Dredgers deposit sand on the northern rim of the Mischief Reef, located 216 km (135 miles)

Following rumors that the government of China is considering establishing an air defense identification zone (ADIZ) over disputed territories in the South China Sea, Taiwan’s new defense minister confirmed the island would not respect such a zone if Beijing attempts to impose it.

Defense Minister Feng Shih-kuan, recently appointed by new president Tsai Ing-wen, issued a statement to the nation’s parliament Monday confirming that his government would ignore any ADIZ over Taiwanese territory, including in the South China Sea. An ADIZ would require any non-Chinese aircraft navigation within its borders to immediately identify itself to the Chinese military and ask permission to transit.

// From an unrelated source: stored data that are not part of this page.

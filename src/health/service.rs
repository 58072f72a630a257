//! Health service: resolves the four aggregates and scores them.

use std::sync::Arc;

use tracing::{debug, warn};

use super::calculator::compute_health_report;
use super::report::HealthReport;
use crate::core::records::{FinancialSummary, MonthlyFinancial};
use crate::core::snapshot::{InventorySnapshot, InvoiceSnapshot};
use crate::error::{Error, Result};

// ═══════════════════════════════════════════════════════════════════════════════
// DATA SOURCE
// ═══════════════════════════════════════════════════════════════════════════════

/// Read access to the ERP aggregates the score is built from
pub trait ErpDataSource: Send + Sync {
    /// Summary for the current period, if one has been recorded
    fn financial_summary(&self) -> Result<Option<FinancialSummary>>;

    /// Monthly series, oldest first
    fn monthly_series(&self) -> Result<Vec<MonthlyFinancial>>;

    /// Current stock levels
    fn inventory_snapshot(&self) -> Result<InventorySnapshot>;

    /// Current invoice status counts
    fn invoice_snapshot(&self) -> Result<InvoiceSnapshot>;
}

// ═══════════════════════════════════════════════════════════════════════════════
// HEALTH SERVICE
// ═══════════════════════════════════════════════════════════════════════════════

/// Computes the financial health report from an injected data source
#[derive(Clone)]
pub struct HealthService {
    source: Arc<dyn ErpDataSource>,
}

impl HealthService {
    /// Create service over a data source
    pub fn new(source: Arc<dyn ErpDataSource>) -> Self {
        Self { source }
    }

    /// Compute the current report.
    ///
    /// Fails with [`Error::FinancialDataNotFound`] before any scoring when no
    /// summary exists.
    pub fn financial_health(&self) -> Result<HealthReport> {
        let financial = match self.source.financial_summary()? {
            Some(summary) => summary,
            None => {
                warn!("Financial health requested without a financial summary");
                return Err(Error::FinancialDataNotFound);
            }
        };
        let series = self.source.monthly_series()?;
        let inventory = self.source.inventory_snapshot()?;
        let invoices = self.source.invoice_snapshot()?;

        let report = compute_health_report(&financial, &series, &inventory, &invoices);
        report.verify()?;

        debug!(
            score = report.score,
            category = %report.category,
            months = series.len(),
            "Computed financial health"
        );
        Ok(report)
    }
}

impl std::fmt::Debug for HealthService {
    fn fmt(&self, f: &mut std::fmt::Formatter<'_>) -> std::fmt::Result {
        f.debug_struct("HealthService").finish_non_exhaustive()
    }
}
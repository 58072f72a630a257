//! Service configuration.
//!
//! Settings are read from a JSON file, then overridden by `BIZPULSE_*`
//! environment variables, then by command-line flags in the binaries.

use serde::{Deserialize, Serialize};
use std::path::{Path, PathBuf};
use thiserror::Error;

/// Default bind address for the HTTP server
pub const DEFAULT_BIND_ADDR: &str = "0.0.0.0:8080";

/// Default tracing filter
pub const DEFAULT_LOG_FILTER: &str = "info";

// ═══════════════════════════════════════════════════════════════════════════════
// STORAGE KIND
// ═══════════════════════════════════════════════════════════════════════════════

/// Which storage backend the server runs on
#[derive(Debug, Clone, Copy, PartialEq, Eq, Default, Serialize, Deserialize)]
#[serde(rename_all = "lowercase")]
pub enum StorageKind {
    /// Ephemeral in-memory store
    #[default]
    Memory,
    /// JSON file under the data directory
    File,
}

impl StorageKind {
    /// Get backend name
    pub fn name(&self) -> &'static str {
        match self {
            StorageKind::Memory => "memory",
            StorageKind::File => "file",
        }
    }
}

impl std::str::FromStr for StorageKind {
    type Err = ConfigError;

    fn from_str(s: &str) -> Result<Self, Self::Err> {
        match s.to_lowercase().as_str() {
            "memory" | "mem" => Ok(StorageKind::Memory),
            "file" | "json" => Ok(StorageKind::File),
            _ => Err(ConfigError::Validation(format!("Unknown storage backend: {}", s))),
        }
    }
}

impl std::fmt::Display for StorageKind {
    fn fmt(&self, f: &mut std::fmt::Formatter<'_>) -> std::fmt::Result {
        write!(f, "{}", self.name())
    }
}

// ═══════════════════════════════════════════════════════════════════════════════
// SERVER CONFIGURATION
// ═══════════════════════════════════════════════════════════════════════════════

/// Server configuration
#[derive(Debug, Clone, PartialEq, Serialize, Deserialize)]
#[serde(default)]
pub struct ServerConfig {
    /// Socket address to listen on
    pub bind_addr: String,
    /// Directory for the file backend
    pub data_dir: PathBuf,
    /// JSON document loaded into the store at startup
    pub seed_file: Option<PathBuf>,
    /// Storage backend
    pub storage: StorageKind,
    /// tracing-subscriber filter directive
    pub log_filter: String,
}

impl Default for ServerConfig {
    fn default() -> Self {
        Self {
            bind_addr: DEFAULT_BIND_ADDR.into(),
            data_dir: PathBuf::from(".bizpulse"),
            seed_file: None,
            storage: StorageKind::Memory,
            log_filter: DEFAULT_LOG_FILTER.into(),
        }
    }
}

impl ServerConfig {
    /// Load from file
    pub fn load(path: &Path) -> Result<Self, ConfigError> {
        let content = std::fs::read_to_string(path)
            .map_err(|e| ConfigError::Io(e.to_string()))?;

        serde_json::from_str(&content)
            .map_err(|e| ConfigError::Parse(e.to_string()))
    }

    /// Save to file
    pub fn save(&self, path: &Path) -> Result<(), ConfigError> {
        let content = serde_json::to_string_pretty(self)
            .map_err(|e| ConfigError::Serialize(e.to_string()))?;

        if let Some(parent) = path.parent() {
            std::fs::create_dir_all(parent)
                .map_err(|e| ConfigError::Io(e.to_string()))?;
        }

        std::fs::write(path, content)
            .map_err(|e| ConfigError::Io(e.to_string()))
    }

    /// Defaults overridden by environment variables
    pub fn from_env() -> Result<Self, ConfigError> {
        Self::default().with_env_overrides()
    }

    /// Apply `BIZPULSE_*` environment overrides on top of this config
    pub fn with_env_overrides(mut self) -> Result<Self, ConfigError> {
        if let Ok(addr) = std::env::var("BIZPULSE_BIND") {
            self.bind_addr = addr;
        }

        if let Ok(dir) = std::env::var("BIZPULSE_DATA_DIR") {
            self.data_dir = PathBuf::from(dir);
        }

        if let Ok(seed) = std::env::var("BIZPULSE_SEED_FILE") {
            self.seed_file = Some(PathBuf::from(seed));
        }

        if let Ok(storage) = std::env::var("BIZPULSE_STORAGE") {
            self.storage = storage.parse()?;
        }

        if let Ok(filter) = std::env::var("BIZPULSE_LOG") {
            self.log_filter = filter;
        }

        Ok(self)
    }

    /// Validate configuration
    pub fn validate(&self) -> Result<(), ConfigError> {
        self.bind_addr
            .parse::<std::net::SocketAddr>()
            .map_err(|e| ConfigError::Validation(format!("Invalid bind address {}: {}", self.bind_addr, e)))?;

        if self.storage == StorageKind::File && self.data_dir.as_os_str().is_empty() {
            return Err(ConfigError::Validation("File storage requires a data directory".into()));
        }

        if self.log_filter.trim().is_empty() {
            return Err(ConfigError::Validation("Log filter cannot be empty".into()));
        }

        Ok(())
    }
}

// ═══════════════════════════════════════════════════════════════════════════════
// CONFIG ERROR
// ═══════════════════════════════════════════════════════════════════════════════

/// Configuration error
#[derive(Error, Debug, Clone, PartialEq, Eq)]
pub enum ConfigError {
    /// IO error
    #[error("IO error: {0}")]
    Io(String),
    /// Parse error
    #[error("Parse error: {0}")]
    Parse(String),
    /// Serialization error
    #[error("Serialization error: {0}")]
    Serialize(String),
    /// Validation error
    #[error("Validation error: {0}")]
    Validation(String),
}
//! Financial Health Score engine.
//!
//! # Components
//!
//! - **Calculator**: pure scoring of the four ERP aggregates
//! - **Report**: score, category, per-metric breakdown and recommendations
//! - **Service**: resolves aggregates from an injected data source

pub mod calculator;
pub mod report;
pub mod service;

pub use calculator::*;
pub use report::*;
pub use service::*;
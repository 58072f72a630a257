//! bizpulse Command Line Interface.
//!
//! Offline scoring of ERP data sets exported as JSON.

pub mod output;

pub use output::*;

use std::path::Path;
use std::sync::Arc;

use crate::error::Result;
use crate::health::{HealthReport, HealthService};
use crate::storage::SeedData;

/// Score the data set stored in a JSON file
pub fn score_file(path: &Path) -> Result<HealthReport> {
    let seed = SeedData::from_file(path)?;
    HealthService::new(Arc::new(seed)).financial_health()
}
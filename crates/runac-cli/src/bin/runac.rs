use clap::Parser;
use tracing_subscriber::EnvFilter;

use runac_cli::args::CliArgs;
use runac_cli::driver;

#[cfg(not(target_arch = "wasm32"))]
#[global_allocator]
static GLOBAL: mimalloc::MiMalloc = mimalloc::MiMalloc;

fn main() {
    tracing_subscriber::fmt()
        .with_env_filter(EnvFilter::from_env("RUNAC_LOG"))
        .with_writer(std::io::stderr)
        .init();

    let args = CliArgs::parse();
    let code = match driver::run(args) {
        Ok(code) => code,
        Err(err) => {
            eprintln!("runac: {err:#}");
            1
        }
    };
    std::process::exit(code);
}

Ignoring the ADIZ could result in an attack by Chinese aircraft.

It is unclear whether China would consider Taiwanese aircraft foreign as Beijing has long held that Taiwan is not a sovereign nation but a province of Beijing.

Rumors began to surface in international media last week that the Chinese government may impose an ADIZ over the region known as the “nine-dash line” as this is the map tool China has used to demarcate it. The expansive region, which China claims as exclusive Chinese territory, spans over the sovereign maritime territory of Brunei, Vietnam, Malaysia, Taiwan, and the Philippines. The Philippines brought a case to the Permanent Court of Arbitration at the Hague earlier this year calling for a ruling that resolves the overlapping borders, a ruling Beijing has vowed to ignore regardless of the outcome.

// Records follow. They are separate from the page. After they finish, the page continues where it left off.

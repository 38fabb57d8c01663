//! Position - line/column mapping for byte offsets.
//!
//! The compiler tracks source locations as byte offsets (`Span`); the driver
//! renders diagnostics with 1-based line/column pairs. `LineMap` does that
//! conversion with a binary search over precomputed line starts.

/// A 1-based line/column location.
#[derive(Clone, Copy, Debug, PartialEq, Eq)]
pub struct Location {
    pub line: u32,
    pub column: u32,
}

impl std::fmt::Display for Location {
    fn fmt(&self, f: &mut std::fmt::Formatter<'_>) -> std::fmt::Result {
        write!(f, "{}:{}", self.line, self.column)
    }
}

/// Maps byte offsets to line/column locations for one source text.
#[derive(Clone, Debug)]
pub struct LineMap {
    /// Byte offset of the start of each line. `line_starts[0] == 0`.
    line_starts: Vec<u32>,
}

impl LineMap {
    /// Build a line map by scanning the source for newlines.
    pub fn new(source: &str) -> Self {
        let mut line_starts = vec![0u32];
        for (i, b) in source.bytes().enumerate() {
            if b == b'\n' {
                line_starts.push(i as u32 + 1);
            }
        }
        LineMap { line_starts }
    }

    /// Convert a byte offset to a 1-based line/column location.
    ///
    /// Offsets past the end of the source clamp to the last line.
    pub fn location(&self, offset: u32) -> Location {
        let line_idx = match self.line_starts.binary_search(&offset) {
            Ok(i) => i,
            Err(i) => i - 1,
        };
        Location {
            line: line_idx as u32 + 1,
            column: offset - self.line_starts[line_idx] + 1,
        }
    }

    /// Number of lines in the source.
    pub fn line_count(&self) -> usize {
        self.line_starts.len()
    }
}

#[cfg(test)]
#[path = "tests/position.rs"]
mod tests;
//! Escape analysis: returned owners escape, locals stay on the stack,
//! stores into escaping objects and owner arguments propagate.

mod common;

use common::*;
use runac_ast::{ExprKind, Step};
use runac_checker::{escape, type_module};

fn init_escapes(step: &Step) -> bool {
    let e = match step {
        Step::Assign { right, .. } => right,
        Step::Return { value: Some(v), .. } => v,
        Step::Expr(e) => e,
        _ => panic!("unexpected step shape"),
    };
    match &e.kind {
        ExprKind::Call { args, .. } => args[0].escapes,
        _ => panic!("expected a rewritten constructor call"),
    }
}

#[test]
fn returned_constructor_escapes() {
    let mut m = module_with(
        vec![("Buf".to_string(), buf_class())],
        vec![free(func(
            "make",
            vec![],
            Some(towner(tn("Buf"))),
            flow1(vec![ret(Some(call_name("Buf", vec![])))]),
        ))],
    );
    let typed = type_module(&mut m).expect("checks");
    escape::analyze(&mut m, &typed.store).expect("analyzes");
    assert!(init_escapes(&m.code[0].1.flow.blocks[&0].steps[0]));
}

#[test]
fn returned_binding_escapes_through_the_name() {
    let mut m = module_with(
        vec![("Buf".to_string(), buf_class())],
        vec![free(func(
            "make",
            vec![],
            Some(towner(tn("Buf"))),
            flow1(vec![
                assign(name("b"), call_name("Buf", vec![])),
                ret(Some(name("b"))),
            ]),
        ))],
    );
    let typed = type_module(&mut m).expect("checks");
    escape::analyze(&mut m, &typed.store).expect("analyzes");
    // Backward pass: the return tracks `b`, the assignment marks its
    // constructor.
    assert!(init_escapes(&m.code[0].1.flow.blocks[&0].steps[0]));
}

#[test]
fn local_allocation_stays_on_the_stack() {
    let mut m = module_with(
        vec![("Buf".to_string(), buf_class())],
        vec![free(func(
            "f",
            vec![],
            None,
            flow1(vec![
                assign(name("b"), call_name("Buf", vec![])),
                ret(None),
            ]),
        ))],
    );
    let typed = type_module(&mut m).expect("checks");
    escape::analyze(&mut m, &typed.store).expect("analyzes");
    assert!(!init_escapes(&m.code[0].1.flow.blocks[&0].steps[0]));
}

#[test]
fn owner_argument_escapes_into_the_callee() {
    let mut m = module_with(
        vec![("Buf".to_string(), buf_class())],
        vec![
            free(func(
                "consume",
                vec![arg("b", towner(tn("Buf")))],
                None,
                flow1(vec![ret(None)]),
            )),
            free(func(
                "f",
                vec![],
                None,
                flow1(vec![
                    assign(name("b"), call_name("Buf", vec![])),
                    Step::Expr(call_name("consume", vec![name("b")])),
                    ret(None),
                ]),
            )),
        ],
    );
    let typed = type_module(&mut m).expect("checks");
    escape::analyze(&mut m, &typed.store).expect("analyzes");
    assert!(init_escapes(&m.code[1].1.flow.blocks[&0].steps[0]));
}
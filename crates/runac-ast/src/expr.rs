//! Expression nodes.
//!
//! Expressions form a closed vocabulary; every pass dispatches with an
//! exhaustive match on [`ExprKind`]. Checker annotations (`ty`, `escapes`,
//! call resolution) default to empty so front-end output deserializes
//! without them.

use serde::{Deserialize, Serialize};

use crate::flow::BlockId;
use runac_common::{Span, Spanned, TypeId};

/// Arithmetic and bitwise binary operators.
#[derive(Clone, Copy, Debug, PartialEq, Eq, Serialize, Deserialize)]
pub enum BinOp {
    Add,
    Sub,
    Mul,
    Div,
    Mod,
    BwAnd,
    BwOr,
    BwXor,
}

impl BinOp {
    /// Operators that only apply to integer operands.
    pub fn int_only(self) -> bool {
        matches!(self, BinOp::Mod | BinOp::BwAnd | BinOp::BwOr | BinOp::BwXor)
    }

    /// The `__add__`-style method name used for non-primitive operands.
    pub fn method_name(self) -> &'static str {
        match self {
            BinOp::Add => "__add__",
            BinOp::Sub => "__sub__",
            BinOp::Mul => "__mul__",
            BinOp::Div => "__div__",
            BinOp::Mod => "__mod__",
            BinOp::BwAnd => "__and__",
            BinOp::BwOr => "__or__",
            BinOp::BwXor => "__xor__",
        }
    }
}

/// Comparison operators.
#[derive(Clone, Copy, Debug, PartialEq, Eq, Serialize, Deserialize)]
pub enum CmpOp {
    Eq,
    Ne,
    Lt,
    Gt,
}

impl CmpOp {
    pub fn method_name(self) -> &'static str {
        match self {
            CmpOp::Eq => "__eq__",
            CmpOp::Ne => "__ne__",
            CmpOp::Lt => "__lt__",
            CmpOp::Gt => "__gt__",
        }
    }
}

/// A resolved callee: the external symbol plus its interned function type.
///
/// Written by the type checker; code generation reads the symbol for direct
/// calls and splits off the method name for vtable slot lookup.
#[derive(Clone, Debug, PartialEq, Eq, Serialize, Deserialize)]
pub struct FunRef {
    /// Mangled external name (`f`, `Point.sum`, `libc.string.strlen`).
    pub decl: String,
    /// Interned function type (return + parameters).
    pub ty: TypeId,
}

impl FunRef {
    /// The unqualified method name, for vtable slot lookup on virtual calls.
    pub fn method_name(&self) -> &str {
        match self.decl.split_once('.') {
            Some((_, rest)) => rest,
            None => &self.decl,
        }
    }
}

/// What a call is invoked on: a bare name or an attribute of an object.
#[derive(Clone, Debug, Serialize, Deserialize)]
pub enum Callee {
    Name(String),
    Attrib { obj: Box<Expr>, attrib: String },
}

/// A type expression as written in source signatures, resolved by the
/// registry during module typing.
#[derive(Clone, Debug, PartialEq, Eq, Serialize, Deserialize)]
pub enum TypeExpr {
    /// A named type: `i32`, `str`, `Point`.
    Name(String),
    /// A borrowed reference: `&T`.
    Ref(Box<TypeExpr>),
    /// A uniquely owned value: `$T`.
    Owner(Box<TypeExpr>),
    /// A parametric application: `array[str]`, `iter[i32]`.
    Elem {
        name: String,
        param: Box<TypeExpr>,
    },
    Tuple(Vec<TypeExpr>),
}

#[derive(Clone, Debug, Serialize, Deserialize)]
pub enum ExprKind {
    /// The `None` literal (optional-pointer sentinel).
    NoneVal,
    Bool(bool),
    Int(i64),
    Float(f64),
    Str(String),
    Name(String),
    Tuple(Vec<Expr>),
    Attrib {
        obj: Box<Expr>,
        attrib: String,
    },
    Elem {
        obj: Box<Expr>,
        key: Box<Expr>,
    },
    Not(Box<Expr>),
    And {
        left: Box<Expr>,
        right: Box<Expr>,
    },
    Or {
        left: Box<Expr>,
        right: Box<Expr>,
    },
    /// `x is None` - optional-pointer null test.
    Is {
        left: Box<Expr>,
        right: Box<Expr>,
    },
    /// `v as T` - sanctioned numeric conversion.
    As {
        value: Box<Expr>,
        target: String,
    },
    Binary {
        op: BinOp,
        left: Box<Expr>,
        right: Box<Expr>,
    },
    Compare {
        op: CmpOp,
        left: Box<Expr>,
        right: Box<Expr>,
    },
    Ternary {
        cond: Box<Expr>,
        then_val: Box<Expr>,
        else_val: Box<Expr>,
    },
    Call {
        callee: Callee,
        args: Vec<Expr>,
        /// Resolved function/method reference; written by the checker.
        #[serde(default)]
        fun: Option<FunRef>,
        /// Trait-typed receiver: dispatch through the vtable.
        #[serde(default)]
        virtual_: bool,
    },
    /// Synthetic allocation-plus-initialization inserted for constructor
    /// calls; `ty` carries `owner(T)` and `escapes` picks stack vs heap.
    Init,
    /// Value selection on control-flow join. Arms are listed in the same
    /// order as the owning block's predecessor list.
    Phi {
        left: (BlockId, Box<Expr>),
        right: (BlockId, Box<Expr>),
    },
}

/// An expression node: kind, source span, and pass annotations.
#[derive(Clone, Debug, Serialize, Deserialize)]
pub struct Expr {
    pub span: Span,
    pub kind: ExprKind,
    /// Assigned type; every expression has one once type checking is done.
    #[serde(default)]
    pub ty: Option<TypeId>,
    /// Set by escape analysis on `Init` nodes and `malloc` calls.
    #[serde(default)]
    pub escapes: bool,
}

impl Expr {
    pub fn new(span: Span, kind: ExprKind) -> Self {
        Expr {
            span,
            kind,
            ty: None,
            escapes: false,
        }
    }

    /// The annotated type. Panics if type checking has not run; use only
    /// downstream of a successful check.
    #[track_caller]
    pub fn ty(&self) -> TypeId {
        self.ty.expect("expression not typed")
    }

    pub fn is_name(&self) -> bool {
        matches!(self.kind, ExprKind::Name(_))
    }

    pub fn as_name(&self) -> Option<&str> {
        match &self.kind {
            ExprKind::Name(n) => Some(n),
            _ => None,
        }
    }
}

impl Spanned for Expr {
    fn span(&self) -> Span {
        self.span
    }
}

Last week, the South China Morning Post published a report citing unnamed sources within the Chinese government as stating that an ADIZ declaration may be imminent in the region. Chinese Foreign Ministry spokesman Hong Lei received a question about the report shortly after it surfaced, to which he replied: “Many countries have set up ADIZs. This has nothing to do with various countries’ territorial or maritime rights issues.”

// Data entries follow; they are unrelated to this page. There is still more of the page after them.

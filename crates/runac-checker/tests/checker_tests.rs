//! Type checker behavior: literals, resolution, calls, rewrites, errors.

mod common;

use common::*;
use runac_ast::{BinOp, ExprKind, Step};
use runac_checker::type_module;
use runac_common::codes;

#[test]
fn literals_take_canonical_types() {
    let mut m = module(vec![free(func(
        "f",
        vec![],
        Some(tn("i32")),
        flow1(vec![
            assign(name("s"), str_lit("hi")),
            ret(Some(as_i32(3))),
        ]),
    ))]);
    let typed = type_module(&mut m).expect("checks");
    let store = &typed.store;

    let steps = &m.code[0].1.flow.blocks[&0].steps;
    let Step::Assign { left, right } = &steps[0] else {
        panic!("assign step");
    };
    // String literals are owning strings.
    assert_eq!(store.name(right.ty()), "$str");
    assert_eq!(left.ty(), right.ty());
    let Step::Return { value: Some(v), .. } = &steps[1] else {
        panic!("return step");
    };
    assert_eq!(store.name(v.ty()), "i32");
}

#[test]
fn every_expression_is_typed() {
    let mut m = module(vec![free(func(
        "f",
        vec![arg("a", tn("i32"))],
        Some(tn("i32")),
        flow1(vec![ret(Some(binary(BinOp::Add, name("a"), int(1))))]),
    ))]);
    type_module(&mut m).expect("checks");
    let Step::Return { value: Some(v), .. } = &m.code[0].1.flow.blocks[&0].steps[0] else {
        panic!("return step");
    };
    assert!(v.ty.is_some());
    let ExprKind::Binary { left, right, .. } = &v.kind else {
        panic!("binary return");
    };
    assert!(left.ty.is_some());
    assert!(right.ty.is_some());
}

#[test]
fn undefined_name_is_reported() {
    let mut m = module(vec![free(func(
        "f",
        vec![],
        Some(tn("i32")),
        flow1(vec![ret(Some(name("missing")))]),
    ))]);
    let err = type_module(&mut m).unwrap_err();
    assert_eq!(err.code, codes::UNDEFINED_NAME);
    assert!(err.message.contains("undefined name 'missing'"));
}

#[test]
fn reassignment_with_new_type_is_an_error() {
    let mut m = module(vec![free(func(
        "f",
        vec![],
        None,
        flow1(vec![
            assign(name("x"), as_i32(1)),
            assign(name("x"), str_lit("no")),
            ret(None),
        ]),
    ))]);
    let err = type_module(&mut m).unwrap_err();
    assert_eq!(err.code, codes::REASSIGNMENT);
}

#[test]
fn same_type_rebinding_is_allowed() {
    let mut m = module(vec![free(func(
        "f",
        vec![],
        None,
        flow1(vec![
            assign(name("x"), as_i32(1)),
            assign(name("x"), as_i32(2)),
            ret(None),
        ]),
    ))]);
    type_module(&mut m).expect("checks");
}

#[test]
fn constructor_call_is_rewritten() {
    let mut m = module_with(
        vec![("Point".to_string(), point_class())],
        vec![free(func(
            "f",
            vec![],
            None,
            flow1(vec![
                assign(name("p"), call_name("Point", vec![as_i32(3), as_i32(4)])),
                ret(None),
            ]),
        ))],
    );
    let typed = type_module(&mut m).expect("checks");
    let Step::Assign { right, .. } = &m.code[0].1.flow.blocks[&0].steps[0] else {
        panic!("assign step");
    };
    let ExprKind::Call { args, fun, .. } = &right.kind else {
        panic!("call");
    };
    let fun = fun.as_ref().expect("resolved");
    assert_eq!(fun.decl, "Point.__init__");
    // The Init pseudo-argument was inserted and the call owns the result.
    assert!(matches!(args[0].kind, ExprKind::Init));
    assert_eq!(typed.store.name(right.ty()), "$Point");
}

#[test]
fn method_call_gains_self_argument() {
    let mut m = module_with(
        vec![("Point".to_string(), point_class())],
        vec![free(func(
            "f",
            vec![arg("p", tref(tn("Point")))],
            Some(tn("i32")),
            flow1(vec![ret(Some(method_call(name("p"), "sum", vec![])))]),
        ))],
    );
    type_module(&mut m).expect("checks");
    let Step::Return { value: Some(v), .. } = &m.code[0].1.flow.blocks[&0].steps[0] else {
        panic!("return step");
    };
    let ExprKind::Call {
        args,
        fun,
        virtual_,
        ..
    } = &v.kind
    else {
        panic!("call");
    };
    assert_eq!(fun.as_ref().unwrap().decl, "Point.sum");
    assert_eq!(args.len(), 1, "receiver inserted as first argument");
    assert!(!virtual_);
}

#[test]
fn trait_receiver_sets_virtual() {
    let mut m = module_with(
        greeter_types(),
        vec![free(func(
            "hello",
            vec![arg("g", tref(tn("Greeter")))],
            None,
            flow1(vec![
                Step::Expr(method_call(name("g"), "greet", vec![])),
                ret(None),
            ]),
        ))],
    );
    type_module(&mut m).expect("checks");
    let Step::Expr(e) = &m.code[0].1.flow.blocks[&0].steps[0] else {
        panic!("expr step");
    };
    let ExprKind::Call { virtual_, fun, .. } = &e.kind else {
        panic!("call");
    };
    assert!(virtual_);
    assert_eq!(fun.as_ref().unwrap().decl, "Greeter.greet");
}

#[test]
fn struct_argument_satisfies_trait_parameter() {
    let mut m = module_with(
        greeter_types(),
        vec![
            free(func(
                "hello",
                vec![arg("g", tref(tn("Greeter")))],
                None,
                flow1(vec![ret(None)]),
            )),
            free(func(
                "f",
                vec![arg("e", tref(tn("En")))],
                None,
                flow1(vec![
                    Step::Expr(call_name("hello", vec![name("e")])),
                    ret(None),
                ]),
            )),
        ],
    );
    type_module(&mut m).expect("checks");
}

#[test]
fn wrong_argument_types_are_reported() {
    let mut m = module(vec![
        free(func(
            "takes_int",
            vec![arg("a", tn("i32"))],
            None,
            flow1(vec![ret(None)]),
        )),
        free(func(
            "f",
            vec![],
            None,
            flow1(vec![
                Step::Expr(call_name("takes_int", vec![str_lit("no")])),
                ret(None),
            ]),
        )),
    ]);
    let err = type_module(&mut m).unwrap_err();
    assert_eq!(err.code, codes::BAD_ARGUMENTS);
    assert!(err.message.contains("cannot be passed as"));
}

#[test]
fn return_type_mismatch_is_reported() {
    let mut m = module(vec![free(func(
        "f",
        vec![],
        Some(tn("i32")),
        flow1(vec![ret(Some(str_lit("no")))]),
    ))]);
    let err = type_module(&mut m).unwrap_err();
    assert_eq!(err.code, codes::BAD_RETURN);
}

#[test]
fn void_function_rejects_return_value() {
    let mut m = module(vec![free(func(
        "f",
        vec![],
        None,
        flow1(vec![ret(Some(as_i32(1)))]),
    ))]);
    let err = type_module(&mut m).unwrap_err();
    assert_eq!(err.code, codes::BAD_RETURN);
    assert!(err.message.contains("'void'"));
}

#[test]
fn main_signature_is_validated() {
    let mut m = module(vec![free(func(
        "main",
        vec![
            arg("name", tref(tn("str"))),
            arg("args", tn("i32")),
        ],
        None,
        flow1(vec![ret(None)]),
    ))]);
    let err = type_module(&mut m).unwrap_err();
    assert_eq!(err.code, codes::BAD_MAIN);
    assert!(err.message.contains("&array[str]"));
}

#[test]
fn good_main_signature_passes() {
    use runac_ast::TypeExpr;
    let array_str = TypeExpr::Elem {
        name: "array".to_string(),
        param: Box::new(tn("str")),
    };
    let mut m = module(vec![free(func(
        "main",
        vec![
            arg("name", tref(tn("str"))),
            arg("args", tref(array_str)),
        ],
        Some(tn("i32")),
        flow1(vec![ret(Some(as_i32(0)))]),
    ))]);
    type_module(&mut m).expect("checks");
}

#[test]
fn owner_attribute_reads_as_borrow() {
    use runac_ast::{AttribDecl, ClassDecl, TypeDecl};
    let holder = TypeDecl::Class(ClassDecl {
        name: "Holder".to_string(),
        span: sp(),
        attribs: vec![AttribDecl {
            name: "value".to_string(),
            span: sp(),
            ty_expr: towner(tn("str")),
        }],
        methods: vec![],
    });
    let mut m = module_with(
        vec![("Holder".to_string(), holder)],
        vec![free(func(
            "f",
            vec![arg("h", tref(tn("Holder")))],
            None,
            flow1(vec![
                assign(name("s"), attrib(name("h"), "value")),
                ret(None),
            ]),
        ))],
    );
    let typed = type_module(&mut m).expect("checks");
    let Step::Assign { right, .. } = &m.code[0].1.flow.blocks[&0].steps[0] else {
        panic!("assign step");
    };
    // Reading an owner attribute yields &str, not $str: no move on read.
    assert_eq!(typed.store.name(right.ty()), "&str");
}

#[test]
fn cross_family_comparison_is_rejected() {
    let mut m = module(vec![free(func(
        "f",
        vec![arg("a", tn("i32")), arg("b", tn("f64"))],
        None,
        flow1(vec![
            Step::Expr(compare(runac_ast::CmpOp::Lt, name("a"), name("b"))),
            ret(None),
        ]),
    ))]);
    let err = type_module(&mut m).unwrap_err();
    assert_eq!(err.code, codes::BAD_COMPARISON);
}

#[test]
fn narrowing_cast_is_rejected() {
    let mut m = module(vec![free(func(
        "f",
        vec![arg("a", tn("i64"))],
        None,
        flow1(vec![
            assign(name("x"), as_ty(name("a"), "i8")),
            ret(None),
        ]),
    ))]);
    let err = type_module(&mut m).unwrap_err();
    assert_eq!(err.code, codes::BAD_CAST);
}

On Monday, following Taiwan’s declaration, U.S. Secretary of State John Kerry told reporters he highly discourages the move. “The only position we’ve taken is, let’s not resolve this by unilateral action, let’s resolve this through rule of law, through diplomacy, through negotiation, and we urge all nations to find a diplomatic solution rooted in international standards and rule of law,” he said.

The Chinese government has used the ADIZ procedure before to attempt to colonize disputed territory. In 2013, China established an ADIZ over a disputed region of the East China Sea controlled by Japan. China claims the Senkaku Islands, long recognized as Japanese territory, belong to Beijing. China has been unable to enforce the ADIZ, however, as challenging or attacking any Japanese aircraft would force the United States to attack China due to treaty obligations. The ADIZ remains widely disregarded.

In the South China Sea, this is the first time in years that China will be unable to rely on Taiwan as an ally. President Tsai of the Democratic Progressive Party (DPP) is the least China-friendly head of state on the island in years, breaking eight years of Kuomintang rule. Her predecessor, Ma Ying-jeou, personally traveled to the contested Spratly Island region to assert Taiwan’s control over Taiping island, a move that Beijing used as proof of that territory belonging to Beijing, not Taiwan as an independent nation.

American officials described the visit as “extremely unhelpful,” as it generated propaganda Beijing used to assert itself in the region. Ma invited Tsai to come with him on the visit, an invitation she declined.